## Material supplied
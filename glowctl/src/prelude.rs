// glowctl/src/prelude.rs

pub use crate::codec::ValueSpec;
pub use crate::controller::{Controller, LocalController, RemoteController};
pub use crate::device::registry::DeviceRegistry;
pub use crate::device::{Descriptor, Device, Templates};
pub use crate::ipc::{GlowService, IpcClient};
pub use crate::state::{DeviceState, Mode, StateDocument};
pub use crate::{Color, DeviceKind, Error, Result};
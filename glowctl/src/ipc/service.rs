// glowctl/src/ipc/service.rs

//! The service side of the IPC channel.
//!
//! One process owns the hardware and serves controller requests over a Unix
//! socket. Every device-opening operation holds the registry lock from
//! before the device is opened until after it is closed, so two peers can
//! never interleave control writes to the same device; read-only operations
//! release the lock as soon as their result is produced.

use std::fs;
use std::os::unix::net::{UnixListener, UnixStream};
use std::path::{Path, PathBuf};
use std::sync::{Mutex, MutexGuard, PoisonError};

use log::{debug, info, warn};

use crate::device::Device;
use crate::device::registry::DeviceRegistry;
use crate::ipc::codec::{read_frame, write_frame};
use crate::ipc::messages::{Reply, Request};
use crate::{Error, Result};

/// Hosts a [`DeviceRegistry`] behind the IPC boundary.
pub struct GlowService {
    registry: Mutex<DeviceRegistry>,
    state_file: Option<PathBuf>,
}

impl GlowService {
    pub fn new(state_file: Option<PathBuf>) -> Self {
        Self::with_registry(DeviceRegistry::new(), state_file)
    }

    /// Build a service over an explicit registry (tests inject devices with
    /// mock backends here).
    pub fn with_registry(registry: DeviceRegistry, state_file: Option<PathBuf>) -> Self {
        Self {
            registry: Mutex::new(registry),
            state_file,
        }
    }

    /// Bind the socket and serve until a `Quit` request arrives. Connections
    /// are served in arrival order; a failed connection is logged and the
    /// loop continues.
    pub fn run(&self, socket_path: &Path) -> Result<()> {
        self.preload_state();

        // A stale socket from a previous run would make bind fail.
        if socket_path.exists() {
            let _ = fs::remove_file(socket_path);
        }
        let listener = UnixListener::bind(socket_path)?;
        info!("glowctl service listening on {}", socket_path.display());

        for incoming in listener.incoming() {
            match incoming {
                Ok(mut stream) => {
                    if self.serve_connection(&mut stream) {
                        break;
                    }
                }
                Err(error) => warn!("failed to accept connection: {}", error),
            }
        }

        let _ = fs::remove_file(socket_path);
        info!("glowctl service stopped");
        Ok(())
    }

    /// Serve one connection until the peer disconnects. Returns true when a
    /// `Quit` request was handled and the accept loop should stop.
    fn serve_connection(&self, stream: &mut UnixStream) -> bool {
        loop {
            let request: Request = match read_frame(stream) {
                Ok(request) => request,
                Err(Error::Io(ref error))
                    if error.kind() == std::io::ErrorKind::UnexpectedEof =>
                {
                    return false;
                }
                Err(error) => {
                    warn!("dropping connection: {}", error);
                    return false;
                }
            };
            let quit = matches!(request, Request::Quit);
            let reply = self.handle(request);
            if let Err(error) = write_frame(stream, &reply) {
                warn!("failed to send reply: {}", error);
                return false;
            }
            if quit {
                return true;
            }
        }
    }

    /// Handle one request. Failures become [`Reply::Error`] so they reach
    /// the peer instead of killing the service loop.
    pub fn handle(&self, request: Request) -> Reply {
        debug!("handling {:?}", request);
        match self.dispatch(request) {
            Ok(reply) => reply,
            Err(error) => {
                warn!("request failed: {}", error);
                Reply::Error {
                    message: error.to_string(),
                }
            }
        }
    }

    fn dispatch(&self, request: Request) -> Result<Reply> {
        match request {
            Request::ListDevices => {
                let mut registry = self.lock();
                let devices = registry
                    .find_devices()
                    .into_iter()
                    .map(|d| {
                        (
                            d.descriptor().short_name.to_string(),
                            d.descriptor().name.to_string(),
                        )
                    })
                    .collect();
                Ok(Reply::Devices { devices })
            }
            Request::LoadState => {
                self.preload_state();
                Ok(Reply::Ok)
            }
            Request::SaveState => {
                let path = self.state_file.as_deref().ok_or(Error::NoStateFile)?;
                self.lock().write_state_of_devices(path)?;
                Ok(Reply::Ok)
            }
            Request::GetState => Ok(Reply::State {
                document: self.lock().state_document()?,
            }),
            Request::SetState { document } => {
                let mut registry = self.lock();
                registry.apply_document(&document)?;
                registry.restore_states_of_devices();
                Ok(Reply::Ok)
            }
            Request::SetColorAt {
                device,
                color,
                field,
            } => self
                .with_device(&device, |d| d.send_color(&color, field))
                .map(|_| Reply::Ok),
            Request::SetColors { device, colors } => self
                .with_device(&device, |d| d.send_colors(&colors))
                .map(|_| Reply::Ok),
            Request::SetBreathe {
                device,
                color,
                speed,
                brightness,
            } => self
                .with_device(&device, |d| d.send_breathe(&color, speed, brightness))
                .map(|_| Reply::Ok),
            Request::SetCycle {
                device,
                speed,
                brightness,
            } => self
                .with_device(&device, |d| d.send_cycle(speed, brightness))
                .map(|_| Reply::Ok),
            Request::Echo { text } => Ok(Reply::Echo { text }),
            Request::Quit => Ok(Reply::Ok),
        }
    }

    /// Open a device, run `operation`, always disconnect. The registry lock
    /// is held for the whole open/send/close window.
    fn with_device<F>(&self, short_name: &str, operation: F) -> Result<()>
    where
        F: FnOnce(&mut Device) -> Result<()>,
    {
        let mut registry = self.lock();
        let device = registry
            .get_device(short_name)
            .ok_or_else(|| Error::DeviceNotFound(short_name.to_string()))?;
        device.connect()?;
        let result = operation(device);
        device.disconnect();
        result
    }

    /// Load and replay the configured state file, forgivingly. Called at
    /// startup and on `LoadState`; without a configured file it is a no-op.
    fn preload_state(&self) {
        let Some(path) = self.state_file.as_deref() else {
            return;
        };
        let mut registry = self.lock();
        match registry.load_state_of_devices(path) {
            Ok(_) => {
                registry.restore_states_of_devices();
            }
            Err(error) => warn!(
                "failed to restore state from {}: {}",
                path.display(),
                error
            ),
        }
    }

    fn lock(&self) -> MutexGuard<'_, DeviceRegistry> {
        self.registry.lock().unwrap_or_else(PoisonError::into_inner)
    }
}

---

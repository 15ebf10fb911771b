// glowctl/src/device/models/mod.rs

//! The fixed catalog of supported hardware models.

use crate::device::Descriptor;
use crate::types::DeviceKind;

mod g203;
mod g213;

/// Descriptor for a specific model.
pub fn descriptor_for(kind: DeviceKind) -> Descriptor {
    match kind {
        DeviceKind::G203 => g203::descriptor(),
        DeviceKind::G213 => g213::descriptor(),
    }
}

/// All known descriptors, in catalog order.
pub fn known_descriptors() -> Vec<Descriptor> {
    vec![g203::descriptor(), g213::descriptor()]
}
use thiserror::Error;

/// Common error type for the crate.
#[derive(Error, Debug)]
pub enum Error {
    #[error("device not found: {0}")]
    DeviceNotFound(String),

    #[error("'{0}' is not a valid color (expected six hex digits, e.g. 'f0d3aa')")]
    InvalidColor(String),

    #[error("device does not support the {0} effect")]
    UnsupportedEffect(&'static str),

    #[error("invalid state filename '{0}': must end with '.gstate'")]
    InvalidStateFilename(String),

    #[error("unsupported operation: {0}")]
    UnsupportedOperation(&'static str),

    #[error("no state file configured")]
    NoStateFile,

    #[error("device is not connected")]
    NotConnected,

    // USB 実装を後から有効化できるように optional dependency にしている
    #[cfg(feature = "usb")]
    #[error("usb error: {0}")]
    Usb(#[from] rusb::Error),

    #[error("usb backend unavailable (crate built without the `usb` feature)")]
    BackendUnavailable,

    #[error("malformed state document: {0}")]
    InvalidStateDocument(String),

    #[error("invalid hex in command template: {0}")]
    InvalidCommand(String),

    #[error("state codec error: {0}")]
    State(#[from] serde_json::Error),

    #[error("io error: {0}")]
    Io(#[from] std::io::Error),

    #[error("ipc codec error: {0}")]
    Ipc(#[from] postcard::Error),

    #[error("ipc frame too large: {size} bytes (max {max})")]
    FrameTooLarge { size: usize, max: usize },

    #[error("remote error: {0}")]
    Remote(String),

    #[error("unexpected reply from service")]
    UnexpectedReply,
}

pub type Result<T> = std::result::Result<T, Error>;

--

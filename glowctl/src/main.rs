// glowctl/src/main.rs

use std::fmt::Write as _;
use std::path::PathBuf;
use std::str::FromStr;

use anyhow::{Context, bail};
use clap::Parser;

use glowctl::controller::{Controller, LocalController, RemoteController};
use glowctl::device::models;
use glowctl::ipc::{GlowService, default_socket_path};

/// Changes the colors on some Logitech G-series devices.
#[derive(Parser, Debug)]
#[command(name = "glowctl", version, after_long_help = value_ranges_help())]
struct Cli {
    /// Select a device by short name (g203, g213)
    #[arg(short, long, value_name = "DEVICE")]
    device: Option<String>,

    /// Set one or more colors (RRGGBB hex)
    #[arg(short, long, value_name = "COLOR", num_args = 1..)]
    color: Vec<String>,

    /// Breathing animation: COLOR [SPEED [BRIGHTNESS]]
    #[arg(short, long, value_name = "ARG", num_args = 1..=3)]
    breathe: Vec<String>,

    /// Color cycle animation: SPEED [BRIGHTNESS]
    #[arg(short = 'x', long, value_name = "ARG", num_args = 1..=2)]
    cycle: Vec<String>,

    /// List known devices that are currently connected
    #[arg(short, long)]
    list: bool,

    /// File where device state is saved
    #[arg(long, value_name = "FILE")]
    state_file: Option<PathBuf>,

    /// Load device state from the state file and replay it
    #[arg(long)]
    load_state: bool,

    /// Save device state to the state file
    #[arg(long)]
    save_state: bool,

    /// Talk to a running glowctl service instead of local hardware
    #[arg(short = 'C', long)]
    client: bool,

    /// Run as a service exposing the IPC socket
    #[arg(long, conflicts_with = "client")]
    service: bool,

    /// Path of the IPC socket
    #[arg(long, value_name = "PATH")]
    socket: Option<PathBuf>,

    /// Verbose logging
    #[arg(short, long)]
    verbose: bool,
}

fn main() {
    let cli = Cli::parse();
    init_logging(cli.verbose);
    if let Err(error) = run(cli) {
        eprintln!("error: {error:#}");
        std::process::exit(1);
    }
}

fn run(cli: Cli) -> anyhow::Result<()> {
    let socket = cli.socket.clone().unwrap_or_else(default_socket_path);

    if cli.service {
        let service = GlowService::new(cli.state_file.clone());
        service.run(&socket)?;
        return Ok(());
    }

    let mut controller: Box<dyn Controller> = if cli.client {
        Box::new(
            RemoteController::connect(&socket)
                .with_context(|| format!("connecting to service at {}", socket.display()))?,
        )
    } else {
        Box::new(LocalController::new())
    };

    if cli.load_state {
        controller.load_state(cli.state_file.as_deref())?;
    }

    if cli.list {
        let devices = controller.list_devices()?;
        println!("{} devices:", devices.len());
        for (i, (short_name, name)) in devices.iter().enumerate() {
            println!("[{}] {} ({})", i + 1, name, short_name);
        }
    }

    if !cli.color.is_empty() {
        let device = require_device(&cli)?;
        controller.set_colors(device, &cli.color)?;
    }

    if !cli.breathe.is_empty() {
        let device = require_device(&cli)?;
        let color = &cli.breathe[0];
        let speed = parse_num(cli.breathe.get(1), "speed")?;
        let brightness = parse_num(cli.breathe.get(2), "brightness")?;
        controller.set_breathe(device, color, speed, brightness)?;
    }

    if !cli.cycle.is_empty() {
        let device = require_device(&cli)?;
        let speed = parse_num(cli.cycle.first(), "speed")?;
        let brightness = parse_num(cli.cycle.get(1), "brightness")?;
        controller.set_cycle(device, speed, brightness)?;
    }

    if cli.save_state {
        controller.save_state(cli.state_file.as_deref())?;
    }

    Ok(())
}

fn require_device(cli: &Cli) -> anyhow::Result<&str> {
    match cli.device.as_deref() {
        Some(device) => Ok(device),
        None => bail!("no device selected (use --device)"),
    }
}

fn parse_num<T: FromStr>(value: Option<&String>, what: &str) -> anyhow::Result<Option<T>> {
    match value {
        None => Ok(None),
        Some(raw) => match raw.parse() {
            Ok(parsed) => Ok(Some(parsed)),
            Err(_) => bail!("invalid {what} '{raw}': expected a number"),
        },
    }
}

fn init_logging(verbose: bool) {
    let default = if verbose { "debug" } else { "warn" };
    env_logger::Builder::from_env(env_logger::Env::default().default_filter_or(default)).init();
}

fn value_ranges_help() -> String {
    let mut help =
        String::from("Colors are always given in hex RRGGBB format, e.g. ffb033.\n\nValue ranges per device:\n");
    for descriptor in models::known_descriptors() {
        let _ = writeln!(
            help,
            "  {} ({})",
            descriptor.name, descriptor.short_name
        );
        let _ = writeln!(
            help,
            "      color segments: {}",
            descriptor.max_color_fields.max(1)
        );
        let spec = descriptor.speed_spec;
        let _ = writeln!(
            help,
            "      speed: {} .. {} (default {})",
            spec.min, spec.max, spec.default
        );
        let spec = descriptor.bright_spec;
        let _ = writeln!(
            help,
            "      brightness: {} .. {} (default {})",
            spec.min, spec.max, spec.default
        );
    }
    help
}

## Work order
From the records above, return each line where "UnixStream" occurs.

## Task result
use std::os::unix::net::{UnixListener, UnixStream};
    fn serve_connection(&self, stream: &mut UnixStream) -> bool {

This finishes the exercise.